**REQUIRED ACTION**.
Reproduce all of the data exactly, with no line skipped.
#### INPUT DATA ####
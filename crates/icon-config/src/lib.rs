//! Loads `sister.toml` and exposes the stage-tunable defaults it carries.
//! Parsing only; wiring file values into each stage's own `*Options`
//! struct and applying CLI-flag precedence over them happens at the
//! binary boundary (`sister-cli`); this crate itself never depends on the
//! pipeline or model crates it ultimately configures.

pub mod error;
pub mod file;
pub mod options;

use std::path::{Path, PathBuf};

use tracing::debug;

pub use error::ConfigError;
pub use file::ConfigFile;
pub use options::resolve;

/// A loaded configuration: the parsed file (or its defaults if absent)
/// plus the raw source text, kept around in case a future stage wants to
/// re-derive something from it without re-reading the file.
#[derive(Debug, Clone, Default)]
pub struct Config {
    pub raw: Option<String>,
    pub file: ConfigFile,
}

/// `sister.toml` in the current working directory, the conventional
/// place the CLI looks before falling back to built-in defaults.
pub fn discover() -> PathBuf {
    PathBuf::from("sister.toml")
}

/// Loads configuration from `path` (or the result of [`discover`] if
/// `None`). A missing file is not an error: it yields [`Config::default`],
/// since `sister.toml` is optional and every field already defaults.
pub fn load_from(path: Option<PathBuf>) -> Result<Config, ConfigError> {
    let path = path.unwrap_or_else(discover);
    if !path.exists() {
        debug!(path = %path.display(), "no configuration file found, using built-in defaults");
        return Ok(Config::default());
    }
    load_file(&path)
}

fn load_file(path: &Path) -> Result<Config, ConfigError> {
    let raw = std::fs::read_to_string(path).map_err(|source| ConfigError::Io { path: path.to_path_buf(), source })?;
    let file: ConfigFile = toml::from_str(&raw).map_err(|source| ConfigError::Parse { path: path.to_path_buf(), source })?;
    debug!(path = %path.display(), "loaded configuration file");
    Ok(Config { raw: Some(raw), file })
}

#[cfg(test)]
mod tests {
    use super::*;

    #[test]
    fn missing_file_yields_defaults() {
        let config = load_from(Some(PathBuf::from("__sister_nonexistent__.toml"))).unwrap();
        assert_eq!(config.file.prefilter.phash_radius, 18);
        assert!(config.raw.is_none());
    }

    #[test]
    fn loads_and_parses_an_existing_file() {
        let dir = tempfile::tempdir().unwrap();
        let path = dir.path().join("sister.toml");
        std::fs::write(&path, "[matcher]\nssim_threshold = 0.8\n").unwrap();
        let config = load_from(Some(path)).unwrap();
        assert_eq!(config.file.matcher.ssim_threshold, 0.8);
        assert!(config.raw.is_some());
    }

    #[test]
    fn malformed_file_is_a_parse_error() {
        let dir = tempfile::tempdir().unwrap();
        let path = dir.path().join("sister.toml");
        std::fs::write(&path, "not valid toml [[[").unwrap();
        assert!(matches!(load_from(Some(path)), Err(ConfigError::Parse { .. })));
    }
}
####
**REPLY TO THE TASK**.
filename crates/icon-config/src/lib.rs
//! Loads `sister.toml` and exposes the stage-tunable defaults it carries.
//! Parsing only; wiring file values into each stage's own `*Options`
//! struct and applying CLI-flag precedence over them happens at the
//! binary boundary (`sister-cli`); this crate itself never depends on the
//! pipeline or model crates it ultimately configures.

pub mod error;
pub mod file;
pub mod options;

use std::path::{Path, PathBuf};

use tracing::debug;

pub use error::ConfigError;
pub use file::ConfigFile;
pub use options::resolve;

/// A loaded configuration: the parsed file (or its defaults if absent)
/// plus the raw source text, kept around in case a future stage wants to
/// re-derive something from it without re-reading the file.
#[derive(Debug, Clone, Default)]
pub struct Config {
    pub raw: Option<String>,
    pub file: ConfigFile,
}

/// `sister.toml` in the current working directory, the conventional
/// place the CLI looks before falling back to built-in defaults.
pub fn discover() -> PathBuf {
    PathBuf::from("sister.toml")
}

/// Loads configuration from `path` (or the result of [`discover`] if
/// `None`). A missing file is not an error: it yields [`Config::default`],
/// since `sister.toml` is optional and every field already defaults.
pub fn load_from(path: Option<PathBuf>) -> Result<Config, ConfigError> {
    let path = path.unwrap_or_else(discover);
    if !path.exists() {
        debug!(path = %path.display(), "no configuration file found, using built-in defaults");
        return Ok(Config::default());
    }
    load_file(&path)
}

fn load_file(path: &Path) -> Result<Config, ConfigError> {
    let raw = std::fs::read_to_string(path).map_err(|source| ConfigError::Io { path: path.to_path_buf(), source })?;
    let file: ConfigFile = toml::from_str(&raw).map_err(|source| ConfigError::Parse { path: path.to_path_buf(), source })?;
    debug!(path = %path.display(), "loaded configuration file");
    Ok(Config { raw: Some(raw), file })
}

#[cfg(test)]
mod tests {
    use super::*;

    #[test]
    fn missing_file_yields_defaults() {
        let config = load_from(Some(PathBuf::from("__sister_nonexistent__.toml"))).unwrap();
        assert_eq!(config.file.prefilter.phash_radius, 18);
        assert!(config.raw.is_none());
    }

    #[test]
    fn loads_and_parses_an_existing_file() {
        let dir = tempfile::tempdir().unwrap();
        let path = dir.path().join("sister.toml");
        std::fs::write(&path, "[matcher]\nssim_threshold = 0.8\n").unwrap();
        let config = load_from(Some(path)).unwrap();
        assert_eq!(config.file.matcher.ssim_threshold, 0.8);
        assert!(config.raw.is_some());
    }

    #[test]
    fn malformed_file_is_a_parse_error() {
        let dir = tempfile::tempdir().unwrap();
        let path = dir.path().join("sister.toml");
        std::fs::write(&path, "not valid toml [[[").unwrap();
        assert!(matches!(load_from(Some(path)), Err(ConfigError::Parse { .. })));
    }
}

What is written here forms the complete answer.